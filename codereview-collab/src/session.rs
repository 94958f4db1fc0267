//! A reviewer's membership in one collaboration room.
//!
//! Bundles what a UI needs from the channel: connection status, the
//! presence roster, remote code changes, and outgoing code/cursor
//! broadcasts. Every handler the session registers is removed again when
//! it leaves (or is dropped).
//!
//! ## Data flow
//!
//! ```text
//!  local edit ──► broadcast_code_change() ──► channel.send()
//!                      ▲ suppressed once after a remote change
//!                      │
//!  channel ──► CodeUpdate (Peer/Synthetic) ──► on_remote_code_change(cb)
//!  channel ──► presence events ──► PresenceRoster
//! ```

use std::sync::atomic::{AtomicBool, Ordering};
use std::sync::{Arc, Mutex, MutexGuard, PoisonError};

use codereview_core::{CollaboratingUser, FileId, User};
use tokio::time::Instant;

use crate::channel::{handler, ChannelError, EventChannel, Handler};
use crate::event::{CollabEvent, CursorMove, EventKind};
use crate::presence::{CursorMarker, PresenceRoster};

/// Kinds that feed the presence roster.
const PRESENCE_KINDS: [EventKind; 6] = [
    EventKind::UsersUpdate,
    EventKind::PresenceUpdate,
    EventKind::UserJoined,
    EventKind::CursorMove,
    EventKind::UserTyping,
    EventKind::UserStopTyping,
];

fn lock<T>(mutex: &Mutex<T>) -> MutexGuard<'_, T> {
    mutex.lock().unwrap_or_else(PoisonError::into_inner)
}

pub struct CollaborationSession {
    channel: EventChannel,
    room: String,
    local_user: User,
    presence: Arc<Mutex<PresenceRoster>>,
    connected: Arc<AtomicBool>,
    /// Set when a remote change was applied locally; the resulting local
    /// change must not be broadcast back.
    remote_update: Arc<AtomicBool>,
    subscriptions: Vec<(EventKind, Handler)>,
    last_cursor_broadcast: Option<Instant>,
    left: bool,
}

impl CollaborationSession {
    /// Subscribe to `channel` and connect it to `room`.
    pub fn join(channel: EventChannel, room: impl Into<String>) -> Self {
        let room = room.into();
        let local_user = channel.roster().current_user().clone();
        let mut session = Self {
            presence: Arc::new(Mutex::new(PresenceRoster::new(local_user.id))),
            connected: Arc::new(AtomicBool::new(false)),
            remote_update: Arc::new(AtomicBool::new(false)),
            subscriptions: Vec::new(),
            last_cursor_broadcast: None,
            left: false,
            channel,
            room,
            local_user,
        };

        let connected = session.connected.clone();
        session.subscribe(
            EventKind::Connect,
            handler(move |_| connected.store(true, Ordering::SeqCst)),
        );

        let connected = session.connected.clone();
        let presence = session.presence.clone();
        session.subscribe(
            EventKind::Disconnect,
            handler(move |env| {
                connected.store(false, Ordering::SeqCst);
                lock(&presence).apply(&env.event);
            }),
        );

        for kind in PRESENCE_KINDS {
            let presence = session.presence.clone();
            session.subscribe(
                kind,
                handler(move |env| {
                    lock(&presence).apply(&env.event);
                }),
            );
        }

        log::info!(
            "{} joining room {} on channel {}",
            session.local_user.name,
            session.room,
            session.channel.id()
        );
        session.channel.connect(session.room.clone());
        session
    }

    fn subscribe(&mut self, kind: EventKind, h: Handler) {
        self.channel.on(kind, h.clone());
        self.subscriptions.push((kind, h));
    }

    /// Call `callback` with code changes made by other people.
    ///
    /// Echoes of our own sends are skipped.
    pub fn on_remote_code_change<F>(&mut self, callback: F)
    where
        F: Fn(&str) + Send + Sync + 'static,
    {
        let remote_update = self.remote_update.clone();
        self.subscribe(
            EventKind::CodeUpdate,
            handler(move |env| {
                if !env.origin.is_remote() {
                    return;
                }
                if let CollabEvent::CodeUpdate(update) = &env.event {
                    remote_update.store(true, Ordering::SeqCst);
                    callback(&update.code);
                }
            }),
        );
    }

    /// Share a local code change.
    ///
    /// The first change after a remote update is the editor applying that
    /// update, so it is swallowed instead of sent. Returns whether the
    /// change was sent.
    pub fn broadcast_code_change(&self, code: impl Into<String>) -> Result<bool, ChannelError> {
        if self.remote_update.swap(false, Ordering::SeqCst) {
            log::trace!("suppressing echo of remote code change");
            return Ok(false);
        }
        self.channel.send(CollabEvent::code(code))?;
        Ok(true)
    }

    /// Share the local cursor, at most once per `cursor_broadcast_interval`.
    ///
    /// Returns `Ok(false)` when throttled.
    pub fn broadcast_cursor_move(&mut self, cursor: CursorMove) -> Result<bool, ChannelError> {
        let interval = self.channel.config().cursor_broadcast_interval;
        let now = Instant::now();
        if self
            .last_cursor_broadcast
            .is_some_and(|last| now.duration_since(last) < interval)
        {
            return Ok(false);
        }

        self.channel.send(CollabEvent::CursorMove(cursor))?;
        self.last_cursor_broadcast = Some(now);
        Ok(true)
    }

    /// Convenience for the local user's own cursor.
    pub fn move_cursor(&mut self, file_id: FileId, line: u32, column: u32) -> Result<bool, ChannelError> {
        let me = lock(&self.presence)
            .user(self.local_user.id)
            .cloned()
            .unwrap_or_else(|| self.local_presence());
        self.broadcast_cursor_move(CursorMove::for_user(&me, file_id, line, column))
    }

    fn local_presence(&self) -> CollaboratingUser {
        CollaboratingUser {
            user: self.local_user.clone(),
            color: String::new(),
            cursor_position: None,
            is_typing: false,
            last_active: chrono::Utc::now(),
        }
    }

    pub fn is_connected(&self) -> bool {
        self.connected.load(Ordering::SeqCst)
    }

    /// Everyone present, including us.
    pub fn users(&self) -> Vec<CollaboratingUser> {
        lock(&self.presence).users().to_vec()
    }

    /// Remote cursors to draw, optionally limited to one file.
    pub fn cursors(&self, file_id: Option<FileId>) -> Vec<CursorMarker> {
        lock(&self.presence).cursors(file_id)
    }

    pub fn room(&self) -> &str {
        &self.room
    }

    pub fn local_user(&self) -> &User {
        &self.local_user
    }

    pub fn channel(&self) -> &EventChannel {
        &self.channel
    }

    /// Unsubscribe everything this session registered and disconnect.
    pub fn leave(&mut self) {
        if self.left {
            return;
        }
        self.left = true;
        for (kind, h) in self.subscriptions.drain(..) {
            self.channel.off(kind, &h);
        }
        self.channel.disconnect();
        self.connected.store(false, Ordering::SeqCst);
        lock(&self.presence).apply(&CollabEvent::Disconnect);
        log::info!("{} left room {}", self.local_user.name, self.room);
    }
}

impl Drop for CollaborationSession {
    fn drop(&mut self) {
        self.leave();
    }
}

» REQUIRED ACTION
Please transcribe the listing in its entirety, exactly.

» EXERCISE RESULT
filename codereview-collab/src/session.rs
repository 94958f4db1fc0267
//! A reviewer's membership in one collaboration room.
//!
//! Bundles what a UI needs from the channel: connection status, the
//! presence roster, remote code changes, and outgoing code/cursor
//! broadcasts. Every handler the session registers is removed again when
//! it leaves (or is dropped).
//!
//! ## Data flow
//!
//! ```text
//!  local edit ──► broadcast_code_change() ──► channel.send()
//!                      ▲ suppressed once after a remote change
//!                      │
//!  channel ──► CodeUpdate (Peer/Synthetic) ──► on_remote_code_change(cb)
//!  channel ──► presence events ──► PresenceRoster
//! ```

use std::sync::atomic::{AtomicBool, Ordering};
use std::sync::{Arc, Mutex, MutexGuard, PoisonError};

use codereview_core::{CollaboratingUser, FileId, User};
use tokio::time::Instant;

use crate::channel::{handler, ChannelError, EventChannel, Handler};
use crate::event::{CollabEvent, CursorMove, EventKind};
use crate::presence::{CursorMarker, PresenceRoster};

/// Kinds that feed the presence roster.
const PRESENCE_KINDS: [EventKind; 6] = [
    EventKind::UsersUpdate,
    EventKind::PresenceUpdate,
    EventKind::UserJoined,
    EventKind::CursorMove,
    EventKind::UserTyping,
    EventKind::UserStopTyping,
];

fn lock<T>(mutex: &Mutex<T>) -> MutexGuard<'_, T> {
    mutex.lock().unwrap_or_else(PoisonError::into_inner)
}

pub struct CollaborationSession {
    channel: EventChannel,
    room: String,
    local_user: User,
    presence: Arc<Mutex<PresenceRoster>>,
    connected: Arc<AtomicBool>,
    /// Set when a remote change was applied locally; the resulting local
    /// change must not be broadcast back.
    remote_update: Arc<AtomicBool>,
    subscriptions: Vec<(EventKind, Handler)>,
    last_cursor_broadcast: Option<Instant>,
    left: bool,
}

impl CollaborationSession {
    /// Subscribe to `channel` and connect it to `room`.
    pub fn join(channel: EventChannel, room: impl Into<String>) -> Self {
        let room = room.into();
        let local_user = channel.roster().current_user().clone();
        let mut session = Self {
            presence: Arc::new(Mutex::new(PresenceRoster::new(local_user.id))),
            connected: Arc::new(AtomicBool::new(false)),
            remote_update: Arc::new(AtomicBool::new(false)),
            subscriptions: Vec::new(),
            last_cursor_broadcast: None,
            left: false,
            channel,
            room,
            local_user,
        };

        let connected = session.connected.clone();
        session.subscribe(
            EventKind::Connect,
            handler(move |_| connected.store(true, Ordering::SeqCst)),
        );

        let connected = session.connected.clone();
        let presence = session.presence.clone();
        session.subscribe(
            EventKind::Disconnect,
            handler(move |env| {
                connected.store(false, Ordering::SeqCst);
                lock(&presence).apply(&env.event);
            }),
        );

        for kind in PRESENCE_KINDS {
            let presence = session.presence.clone();
            session.subscribe(
                kind,
                handler(move |env| {
                    lock(&presence).apply(&env.event);
                }),
            );
        }

        log::info!(
            "{} joining room {} on channel {}",
            session.local_user.name,
            session.room,
            session.channel.id()
        );
        session.channel.connect(session.room.clone());
        session
    }

    fn subscribe(&mut self, kind: EventKind, h: Handler) {
        self.channel.on(kind, h.clone());
        self.subscriptions.push((kind, h));
    }

    /// Call `callback` with code changes made by other people.
    ///
    /// Echoes of our own sends are skipped.
    pub fn on_remote_code_change<F>(&mut self, callback: F)
    where
        F: Fn(&str) + Send + Sync + 'static,
    {
        let remote_update = self.remote_update.clone();
        self.subscribe(
            EventKind::CodeUpdate,
            handler(move |env| {
                if !env.origin.is_remote() {
                    return;
                }
                if let CollabEvent::CodeUpdate(update) = &env.event {
                    remote_update.store(true, Ordering::SeqCst);
                    callback(&update.code);
                }
            }),
        );
    }

    /// Share a local code change.
    ///
    /// The first change after a remote update is the editor applying that
    /// update, so it is swallowed instead of sent. Returns whether the
    /// change was sent.
    pub fn broadcast_code_change(&self, code: impl Into<String>) -> Result<bool, ChannelError> {
        if self.remote_update.swap(false, Ordering::SeqCst) {
            log::trace!("suppressing echo of remote code change");
            return Ok(false);
        }
        self.channel.send(CollabEvent::code(code))?;
        Ok(true)
    }

    /// Share the local cursor, at most once per `cursor_broadcast_interval`.
    ///
    /// Returns `Ok(false)` when throttled.
    pub fn broadcast_cursor_move(&mut self, cursor: CursorMove) -> Result<bool, ChannelError> {
        let interval = self.channel.config().cursor_broadcast_interval;
        let now = Instant::now();
        if self
            .last_cursor_broadcast
            .is_some_and(|last| now.duration_since(last) < interval)
        {
            return Ok(false);
        }

        self.channel.send(CollabEvent::CursorMove(cursor))?;
        self.last_cursor_broadcast = Some(now);
        Ok(true)
    }

    /// Convenience for the local user's own cursor.
    pub fn move_cursor(&mut self, file_id: FileId, line: u32, column: u32) -> Result<bool, ChannelError> {
        let me = lock(&self.presence)
            .user(self.local_user.id)
            .cloned()
            .unwrap_or_else(|| self.local_presence());
        self.broadcast_cursor_move(CursorMove::for_user(&me, file_id, line, column))
    }

    fn local_presence(&self) -> CollaboratingUser {
        CollaboratingUser {
            user: self.local_user.clone(),
            color: String::new(),
            cursor_position: None,
            is_typing: false,
            last_active: chrono::Utc::now(),
        }
    }

    pub fn is_connected(&self) -> bool {
        self.connected.load(Ordering::SeqCst)
    }

    /// Everyone present, including us.
    pub fn users(&self) -> Vec<CollaboratingUser> {
        lock(&self.presence).users().to_vec()
    }

    /// Remote cursors to draw, optionally limited to one file.
    pub fn cursors(&self, file_id: Option<FileId>) -> Vec<CursorMarker> {
        lock(&self.presence).cursors(file_id)
    }

    pub fn room(&self) -> &str {
        &self.room
    }

    pub fn local_user(&self) -> &User {
        &self.local_user
    }

    pub fn channel(&self) -> &EventChannel {
        &self.channel
    }

    /// Unsubscribe everything this session registered and disconnect.
    pub fn leave(&mut self) {
        if self.left {
            return;
        }
        self.left = true;
        for (kind, h) in self.subscriptions.drain(..) {
            self.channel.off(kind, &h);
        }
        self.channel.disconnect();
        self.connected.store(false, Ordering::SeqCst);
        lock(&self.presence).apply(&CollabEvent::Disconnect);
        log::info!("{} left room {}", self.local_user.name, self.room);
    }
}

impl Drop for CollaborationSession {
    fn drop(&mut self) {
        self.leave();
    }
}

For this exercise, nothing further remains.